Thanks to Jen at Teach Mentor Texts, and Kellee and Ricki at Unleashing Readers for hosting the meme “It’s Monday! What are you reading? From Picture Books to YA”. Head to the It’s Monday post here to link up or see a list of the all the other readers participating in this great meme. You can also follow along on Twitter using the hashtag #IMWAYR!
Where did the time go? September?!? My daughters head back to school tomorrow, with Small heading off to fourth grade and Tall on her way to sixth grade at the middle school. I’ve gotten the go ahead to be The Book Fairy for Small’s classroom again this year. I’m already plotting and planning my first few visits when I book talk using multimedia and then deliver the title to the classroom. If you haven’t heard me gush about Book Fairy, check here and here to see what I did last year in the girls’ classrooms. I won’t embarrass my sixth grader “to death” by coming into her classroom, but I’m hoping to slip a regular copy or two of a newer titles to her Language Arts block teacher during the school year. As I predicted, I didn’t set any reading records with my own reading this week, but I’m just about there in my summer reading goal, and plan to knock out the last title today! Hope the Back-to-School send off is or has been a good one for all of you teachers and students out there!
My Book-A-Day Progress:
Read to date: 74
Head to my 2013 Book-A-Day shelf to see all the titles I’ve read so far this summer!

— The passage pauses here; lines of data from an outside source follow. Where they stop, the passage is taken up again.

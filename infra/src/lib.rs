//! # Infrastructure Layer
//!
//! Concrete implementations behind the core's storage interface:
//! - **Database**: MySQL connection pool, embedded migrations and the
//!   sqlx-backed `AccountStore`

/// Database module - MySQL implementations using SQLx
pub mod database;

pub use database::{DatabasePool, MySqlAccountStore, PoolStatistics};

/// Infrastructure-specific error types
#[derive(Debug, thiserror::Error)]
pub enum InfrastructureError {
    /// Database connection error
    #[error("Database error: {0}")]
    Database(#[from] sqlx::Error),

    /// Schema migration error
    #[error("Migration error: {0}")]
    Migration(#[from] sqlx::migrate::MigrateError),

    /// Configuration error
    #[error("Configuration error: {0}")]
    Config(String),
}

Click the book covers to go to Goodreads for the full summaries . . .
I read this picture book . . .
I loved this non-fiction title. A casual and informative tone is used to describe the eccentric but lovable mathematician from childhood through his important and collaborative career. This is a great book to bust the myth that mathematicians are all loners. The detail-rich art is such a value-add for this book. Pham gives us a lovely sense of the time and places that Paul lived, but she also fills the pages with mathematical references. Her notes at the back of the book must not be missed. Younger kids will enjoy the quirky character he was but older kids (and adults!) will enjoy the many deeper layers of this great biography. (2013/Roaring Book Press)
Finished these novels for middle grades . . .
This is a favorite title of my oldest, so I’m glad I finally got to it. Aside from Harry Potter series and The Book of Beginning series (Emerald Atlas), she doesn’t tend to like fantasy titles, so I’m happily surprised that she enjoyed this “magical realism genre” title. Leo and Amanda are long-time friends caught up in a magical spell that forces them to relive their eleventh birthdays again and again. Breaking the spell requires them to evaluate some rough spots in their friendship in a whole new light. (2009/Scholastic)
A fun, often wildly absurd tale of two kids as they battle a mysterious group of bad guys trying to kill them while they are on a cross-country trip with their unsuspecting parents. It requires readers to suspend disbelief a great deal, but many kids will enjoy the fun dialogue and antics. With a cliff-hanger, kids will clamor for the next book in this three title series. Both of my girls gobbled the series up this last spring, so much so that my youngest wanted to share it together as a read aloud with me! (2011/HarperCollins)
Finished this on audio . . .
I know I’m late to discovering this one, but it is just terrific. Great historical fiction, but also a whole lot more as we watch Moose navigate a move, new school, and the challenges of having a sister who today we’d identify as having autism. Choldenko’s development of Moose’s character is masterful. She nailed the adolescent firestorm of emotions. This one has been firmly planted on my favorites shelf and I’m looking forward to the two other titles in the series. (2004/Penguin)
And I continue . . .
I continue to be so intrigued by this book and find myself shaking my head in agreement at her observations and research findings.
I won this ARC, set to be released October 1, in a giveaway from All the Write Notes. I’ve been instructed by my sixth grader to read it quickly so that she can read it. When she’s done, we will donate it to her fifth grade teacher’s classroom which is where I delivered the first book, The Cloak Society, as The Book Fairy last year.
Next up . . .
??? I’ve been drifting and feeling a bit unfocused with my reading lately . . . but possible titles include Cinder, Waiting for Normal, and The Apprentices. Oh, and maybe one of my long neglected Newbery or Caldecott Challenge books!
Do share what you are reading! Have a great week!